REQUIREMENT: Whenever a line in this data holds the word "skipped", report that line in full.

[Saved data entries]
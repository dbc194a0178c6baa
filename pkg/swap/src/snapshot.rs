//! Snapshot encoding.
//!
//! A snapshot is the JSON form of the complete pre-swap Service, stored in
//! the [`SNAPSHOT_ANNOTATION`] of the replacement. Cluster-assigned
//! metadata is kept in the payload but never replayed on create.

use k8s_openapi::api::core::v1::Service;
use k8s_openapi::apimachinery::pkg::apis::meta::v1::ObjectMeta;
use pkg_constants::swap::{SNAPSHOT_ANNOTATION, SWAP_LABEL_KEY, SWAP_LABEL_VALUE};

use crate::error::{Error, Result};

pub fn encode(service: &Service) -> Result<String> {
    serde_json::to_string(service).map_err(|source| Error::Encoding {
        name: service.metadata.name.clone().unwrap_or_default(),
        verb: "encoded",
        source,
    })
}

pub fn parse(payload: &str) -> serde_json::Result<Service> {
    serde_json::from_str(payload)
}

/// Decode the snapshot stored on the replacement Service `name`.
pub fn decode(name: &str, payload: &str) -> Result<Service> {
    parse(payload).map_err(|source| Error::Encoding {
        name: name.to_string(),
        verb: "decoded",
        source,
    })
}

/// The snapshot payload carried by `service`, if any. Empty payloads count as absent.
pub fn snapshot_of(service: &Service) -> Option<&str> {
    service
        .metadata
        .annotations
        .as_ref()
        .and_then(|a| a.get(SNAPSHOT_ANNOTATION))
        .map(String::as_str)
        .filter(|s| !s.trim().is_empty())
}

/// Whether `service` carries the swap marker label.
pub fn is_swapped(service: &Service) -> bool {
    service
        .metadata
        .labels
        .as_ref()
        .and_then(|l| l.get(SWAP_LABEL_KEY))
        .is_some_and(|v| v == SWAP_LABEL_VALUE)
}

/// Drop fields the API server assigns. Creating an object with a stale
/// resource version is rejected outright.
pub fn clear_cluster_fields(meta: &mut ObjectMeta) {
    meta.resource_version = None;
    meta.uid = None;
    meta.creation_timestamp = None;
    meta.deletion_timestamp = None;
    meta.deletion_grace_period_seconds = None;
    meta.generation = None;
    meta.managed_fields = None;
    meta.self_link = None;
}

/// Remove the swap marker and snapshot annotation, dropping maps left empty.
pub fn strip_swap_keys(meta: &mut ObjectMeta) {
    if let Some(labels) = meta.labels.as_mut() {
        labels.remove(SWAP_LABEL_KEY);
        if labels.is_empty() {
            meta.labels = None;
        }
    }
    if let Some(annotations) = meta.annotations.as_mut() {
        annotations.remove(SNAPSHOT_ANNOTATION);
        if annotations.is_empty() {
            meta.annotations = None;
        }
    }
}

/// Turn a decoded snapshot into a Service that can be created as `name`
/// in `namespace`.
pub fn into_restorable(mut service: Service, name: &str, namespace: &str) -> Service {
    clear_cluster_fields(&mut service.metadata);
    strip_swap_keys(&mut service.metadata);
    service.metadata.name = Some(name.to_string());
    service.metadata.namespace = Some(namespace.to_string());
    service.status = None;
    service
}
use k8s_openapi::api::core::v1::Service;
use pkg_gateway::ClusterGateway;
use std::sync::Arc;
use tracing::{debug, error, info, warn};

use crate::error::{Error, Result};
use crate::inventory::{SnapshotState, SwappedService, list_swapped};
use crate::snapshot::{clear_cluster_fields, into_restorable};

/// Outcome of a restore run.
#[derive(Debug, Default)]
pub struct RestoreReport {
    /// Services rebuilt from their snapshots, in processing order.
    pub restored: Vec<String>,
    /// Marked Services that carried no snapshot payload.
    pub skipped: Vec<String>,
}

/// Rebuilds every swapped Service in the gateway's namespace from its snapshot.
pub struct RestoreEngine {
    gateway: Arc<dyn ClusterGateway>,
}

impl RestoreEngine {
    pub fn new(gateway: Arc<dyn ClusterGateway>) -> Self {
        Self { gateway }
    }

    /// Restore all swapped Services. The first error aborts the run; Services
    /// restored before it stay restored and no longer carry the marker, so a
    /// second run picks up exactly what is left.
    pub async fn restore(&self) -> Result<RestoreReport> {
        let ns = self.gateway.namespace().to_string();
        let swapped = list_swapped(self.gateway.as_ref()).await?;
        let mut report = RestoreReport::default();

        if swapped.is_empty() {
            info!("No swapped services in namespace {}", ns);
            return Ok(report);
        }
        info!("Found {} swapped service(s) in {}", swapped.len(), ns);

        for entry in swapped {
            let name = entry.name().to_string();
            if let Err(e) = self.restore_entry(entry, &mut report).await {
                if !report.restored.is_empty() {
                    warn!(
                        "Restore aborted at {}/{}; already restored: {}",
                        ns,
                        name,
                        report.restored.join(", ")
                    );
                }
                return Err(e);
            }
        }
        Ok(report)
    }

    async fn restore_entry(&self, entry: SwappedService, report: &mut RestoreReport) -> Result<()> {
        let ns = self.gateway.namespace();
        let name = entry.name().to_string();
        let original = match entry.snapshot {
            SnapshotState::Valid(original) => *original,
            SnapshotState::Missing => {
                warn!(
                    "Service {}/{} carries the swap marker but no snapshot, skipping",
                    ns, name
                );
                report.skipped.push(name);
                return Ok(());
            }
            SnapshotState::Malformed(source) => {
                return Err(Error::Encoding {
                    name,
                    verb: "decoded",
                    source,
                });
            }
        };

        let original = into_restorable(original, &name, ns);
        self.restore_one(&entry.current, &original).await?;
        info!("Restored service {}/{}", ns, name);
        report.restored.push(name);
        Ok(())
    }

    /// Drop the manual Endpoints and the replacement, then create the original.
    async fn restore_one(&self, current: &Service, original: &Service) -> Result<()> {
        let ns = self.gateway.namespace();
        let name = current.metadata.name.as_deref().unwrap_or_default();

        let had_endpoints = match self.gateway.delete_endpoints(name).await {
            Ok(()) => {
                debug!("Deleted endpoints {}/{}", ns, name);
                true
            }
            Err(e) if e.is_not_found() => {
                debug!("No endpoints {}/{} to delete", ns, name);
                false
            }
            Err(e) => return Err(e.into()),
        };

        info!("Deleting replacement service {}/{}", ns, name);
        if let Err(e) = self.gateway.delete_service(name).await {
            if had_endpoints {
                error!(
                    "Service {}/{} is still swapped but its endpoints are gone; run restore again",
                    ns, name
                );
            }
            return Err(e.into());
        }

        info!("Creating original service {}/{}", ns, name);
        if let Err(source) = self.gateway.create_service(original).await {
            error!(
                "Failed to create original service {}/{}: {}",
                ns, name, source
            );
            let rolled_back = self.roll_back(current).await;
            return Err(Error::PartialRestore {
                namespace: ns.to_string(),
                name: name.to_string(),
                rolled_back,
                source,
            });
        }
        Ok(())
    }

    /// Re-create the replacement so its snapshot survives a failed restore.
    async fn roll_back(&self, current: &Service) -> bool {
        let mut replacement = current.clone();
        clear_cluster_fields(&mut replacement.metadata);
        replacement.status = None;
        let ns = self.gateway.namespace();
        let name = replacement.metadata.name.clone().unwrap_or_default();
        match self.gateway.create_service(&replacement).await {
            Ok(_) => {
                warn!(
                    "Rolled back: re-created replacement service {}/{}; its endpoints are gone",
                    ns, name
                );
                true
            }
            Err(e) => {
                error!("Rollback of service {}/{} failed: {}", ns, name, e);
                if let Ok(json) = serde_json::to_string(&replacement) {
                    error!("Replacement definition of {}/{}: {}", ns, name, json);
                }
                false
            }
        }
    }
}
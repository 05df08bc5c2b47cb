//! Configuration error types

use thiserror::Error;

/// Configuration error type
#[derive(Debug, Error)]
pub enum ConfigError {
    /// Range validation error
    #[error("Invalid range for field '{field}': {value} not in {min}..={max}. {hint}")]
    Range {
        field: String,
        value: String,
        min: String,
        max: String,
        hint: String,
    },

    /// Missing version field in YAML
    #[error("Missing 'version' field in configuration file. Add 'version: 1' to the top of your YAML file.")]
    MissingVersion,

    /// Unsupported version
    #[error("Unsupported configuration version {found}. Supported versions: {}", supported.iter().map(|v| v.to_string()).collect::<Vec<_>>().join(", "))]
    UnsupportedVersion { found: u32, supported: Vec<u32> },

    /// Prefilter list rejected
    #[error("Invalid prefilter: {0}")]
    Prefilter(String),

    /// IO error
    #[error("IO error: {0}")]
    Io(#[from] std::io::Error),

    /// YAML parsing error
    #[error("YAML parsing error: {0}")]
    Yaml(#[from] serde_yaml::Error),
}

/// Configuration result type
pub type ConfigResult<T> = Result<T, ConfigError>;

impl ConfigError {
    /// Create a range error with a hint
    pub fn range_with_hint(
        field: impl Into<String>,
        value: impl ToString,
        min: impl ToString,
        max: impl ToString,
        hint: impl Into<String>,
    ) -> Self {
        Self::Range {
            field: field.into(),
            value: value.to_string(),
            min: min.to_string(),
            max: max.to_string(),
            hint: hint.into(),
        }
    }
}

TASK SOLUTION:
    pub skipped: Vec<String>,
                report.skipped.push(name);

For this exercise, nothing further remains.